Think of Vermont, and it may conjure images of bucolic hills dotted with fabled hamlets inhabited by eccentric intellectuals, passionate liberals, earth mothers and artists. This predominantly liberal-leaningtoward-radical state was not long ago staunchly republican, with a social fabric vastly different than that of today. Yet, many elements of Vermont’s traditional agrarian roots remain. Tolerance of opposing opinions, neighbor helping neighbor, a disdain for idle gossip and a love of the land are all hallmarks of the Vermont way of life. Vermonters are by and large good listeners, and will eschew the obvious for a more studied view of things, in politics and in life.
The 1960s brought great change to Vermont, both demographically and politically. Phil Hoff was elected as the first Democratic governor since 1853. In 1965, the federal government ruled that Vermont must reapportion its representation within the state legislature. No longer would the legislature be comprised of one representative from each town; instead, the legislative body would be elected based on districting and population.
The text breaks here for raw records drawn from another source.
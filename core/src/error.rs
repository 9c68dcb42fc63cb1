// core/src/error.rs
use thiserror::Error;

#[derive(Debug, Error)]
pub enum FitnessError {
    /// Frame-kilden kunne ikke åpnes/leses ved start av økten (fatalt for økten).
    #[error("frame source unavailable: {0}")]
    FrameSource(String),

    #[error("parse error at {path}: {message}")]
    Parse { path: String, message: String },

    #[error("invalid frame {index}: {reason}")]
    InvalidFrame { index: u64, reason: String },

    #[error("frame {index} arrived after frame {previous}")]
    OutOfOrderFrame { index: u64, previous: u64 },

    #[error("unknown test type: {0}")]
    UnknownExercise(String),

    #[error("unknown gender: {0}")]
    UnknownGender(String),
}

impl FitnessError {
    /// Konverter serde_path_to_error-feil til Parse med sti.
    pub fn from_path_error(err: serde_path_to_error::Error<serde_json::Error>) -> Self {
        FitnessError::Parse {
            path: err.path().to_string(),
            message: err.inner().to_string(),
        }
    }
}

pub type Result<T> = std::result::Result<T, FitnessError>;
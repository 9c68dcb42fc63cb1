// core/src/angles.rs
use crate::models::Point2;

/// Vinkel ∠abc i grader (b er toppunktet), alltid i [0, 180].
///
/// atan2(|kryss|, prikk) mellom b→a og b→c. Gir 0.0 når en av vektorene
/// har null lengde.
pub fn joint_angle(a: Point2, b: Point2, c: Point2) -> f64 {
    let (ux, uy) = (a.x - b.x, a.y - b.y);
    let (vx, vy) = (c.x - b.x, c.y - b.y);

    let nu = ux.hypot(uy);
    let nv = vx.hypot(vy);
    if nu == 0.0 || nv == 0.0 || !nu.is_finite() || !nv.is_finite() {
        return 0.0;
    }

    let dot = ux * vx + uy * vy;
    let cross = ux * vy - uy * vx;
    let deg = cross.abs().atan2(dot).to_degrees();
    deg.clamp(0.0, 180.0)
}
// core/src/grading.rs
use std::fmt;
use std::str::FromStr;

use serde::{Deserialize, Serialize};

use crate::error::FitnessError;
use crate::session::ExerciseKind;

#[derive(Debug, Clone, Copy, PartialEq, Eq, Serialize, Deserialize)]
#[serde(rename_all = "lowercase")]
pub enum Gender {
    Male,
    Female,
}

impl FromStr for Gender {
    type Err = FitnessError;

    fn from_str(s: &str) -> Result<Self, Self::Err> {
        match s.trim().to_lowercase().as_str() {
            "male" => Ok(Gender::Male),
            "female" => Ok(Gender::Female),
            other => Err(FitnessError::UnknownGender(other.to_string())),
        }
    }
}

#[derive(Debug, Clone, Copy, PartialEq, Eq, Serialize, Deserialize)]
pub enum Level {
    Poor,
    #[serde(rename = "Below Average")]
    BelowAverage,
    Average,
    #[serde(rename = "Above Average")]
    AboveAverage,
    Excellent,
    #[serde(rename = "N/A")]
    NotApplicable,
}

impl fmt::Display for Level {
    fn fmt(&self, f: &mut fmt::Formatter<'_>) -> fmt::Result {
        let s = match self {
            Level::Poor => "Poor",
            Level::BelowAverage => "Below Average",
            Level::Average => "Average",
            Level::AboveAverage => "Above Average",
            Level::Excellent => "Excellent",
            Level::NotApplicable => "N/A",
        };
        f.write_str(s)
    }
}

/// Tabelloppslag: rå score → nivå for gitt alder og kjønn.
/// Situps graderes på gyldige reps, hopp på snitthøyde (cm).
pub fn grade(exercise: ExerciseKind, score: f64, age: u32, gender: Gender) -> Level {
    match exercise {
        ExerciseKind::Pushups => pushup_level(score, age, gender),
        ExerciseKind::Situps => situp_level(score, age, gender),
        ExerciseKind::SitAndReach => reach_level(score, age, gender),
        ExerciseKind::VerticalJump => jump_level(score, age, gender),
    }
}

// Push-ups har hull mellom "Average"-båndet og "Excellent"; alt utenfor blir Below Average.
fn pushup_level(count: f64, age: u32, gender: Gender) -> Level {
    let (excellent, avg_lo, avg_hi) = match (gender, age) {
        (Gender::Male, 14..=17) => (35.0, 18.0, 25.0),
        (Gender::Male, 18..=19) => (39.0, 22.0, 28.0),
        (Gender::Male, 20..) => (30.0, 17.0, 21.0),
        (Gender::Female, 14..=17) => (28.0, 12.0, 18.0),
        (Gender::Female, 18..=19) => (33.0, 15.0, 20.0),
        (Gender::Female, 20..) => (24.0, 12.0, 17.0),
        _ => return Level::NotApplicable,
    };
    if count >= excellent {
        Level::Excellent
    } else if count >= avg_lo && count <= avg_hi {
        Level::Average
    } else {
        Level::BelowAverage
    }
}

fn situp_level(count: f64, age: u32, gender: Gender) -> Level {
    let t = match (gender, age) {
        (Gender::Male, 16..=19) => [45.0, 36.0, 29.0],
        (Gender::Male, 20..=29) => [49.0, 40.0, 34.0],
        (Gender::Male, 30..=39) => [41.0, 33.0, 27.0],
        (Gender::Female, 16..=19) => [42.0, 32.0, 25.0],
        (Gender::Female, 20..=29) => [44.0, 36.0, 28.0],
        (Gender::Female, 30..=39) => [38.0, 30.0, 24.0],
        _ => return Level::NotApplicable,
    };
    three_band(count, t)
}

fn reach_level(reach_cm: f64, age: u32, gender: Gender) -> Level {
    let t = match (gender, age) {
        (Gender::Male, 16..=19) => [25.0, 20.0, 15.0],
        (Gender::Male, 20..=30) => [20.0, 15.0, 10.0],
        (Gender::Female, 16..=19) => [30.0, 25.0, 20.0],
        (Gender::Female, 20..=30) => [25.0, 20.0, 15.0],
        _ => return Level::NotApplicable,
    };
    three_band(reach_cm, t)
}

fn jump_level(height_cm: f64, age: u32, gender: Gender) -> Level {
    let [ex, above, avg, below] = match (gender, age) {
        (Gender::Male, 16..=19) => [65.0, 50.0, 40.0, 30.0],
        (Gender::Male, 20..) => [70.0, 56.0, 41.0, 31.0],
        (Gender::Female, 16..=19) => [58.0, 47.0, 36.0, 26.0],
        (Gender::Female, 20..) => [60.0, 46.0, 31.0, 21.0],
        _ => return Level::NotApplicable,
    };
    match height_cm {
        h if h >= ex => Level::Excellent,
        h if h >= above => Level::AboveAverage,
        h if h >= avg => Level::Average,
        h if h >= below => Level::BelowAverage,
        _ => Level::Poor,
    }
}

/// Excellent / Above Average / Average, ellers Below Average.
fn three_band(score: f64, [ex, above, avg]: [f64; 3]) -> Level {
    match score {
        s if s >= ex => Level::Excellent,
        s if s >= above => Level::AboveAverage,
        s if s >= avg => Level::Average,
        _ => Level::BelowAverage,
    }
}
The ruling was met with fierce opposition, particularly from smaller towns, but the federal mandate was compulsory, and reapportionment was signed into law.
What the new law meant for Vermont in 1965 was a sizeable shift in the voting power of once-settled farm communities, in favor of larger towns and the academically inclined city of Burlington. At the same time, construction of the interstate highway, connecting Vermont with points north and south, prompted a dramatic influx of politically radical thinkers and flower children, coming primarily from the cities; many of whom formed communes celebrating free living (in all senses of the term), and built a life close to the land.
At Bennington Museum, the comprehensive exhibition “Fields of Change: 1960s Vermont” brings to life social changes and norms of the period for those not yet familiar, while creating a living testimonial for those who were there. Drawing from a vast archive of illustrations, photographs, posters, galleys and print, “Fields of Change” honors the multifaceted complexity of the times, while applying a vibrant, sometimes humorous immediacy to the events and mores which shaped Vermont’s more recent cultural past.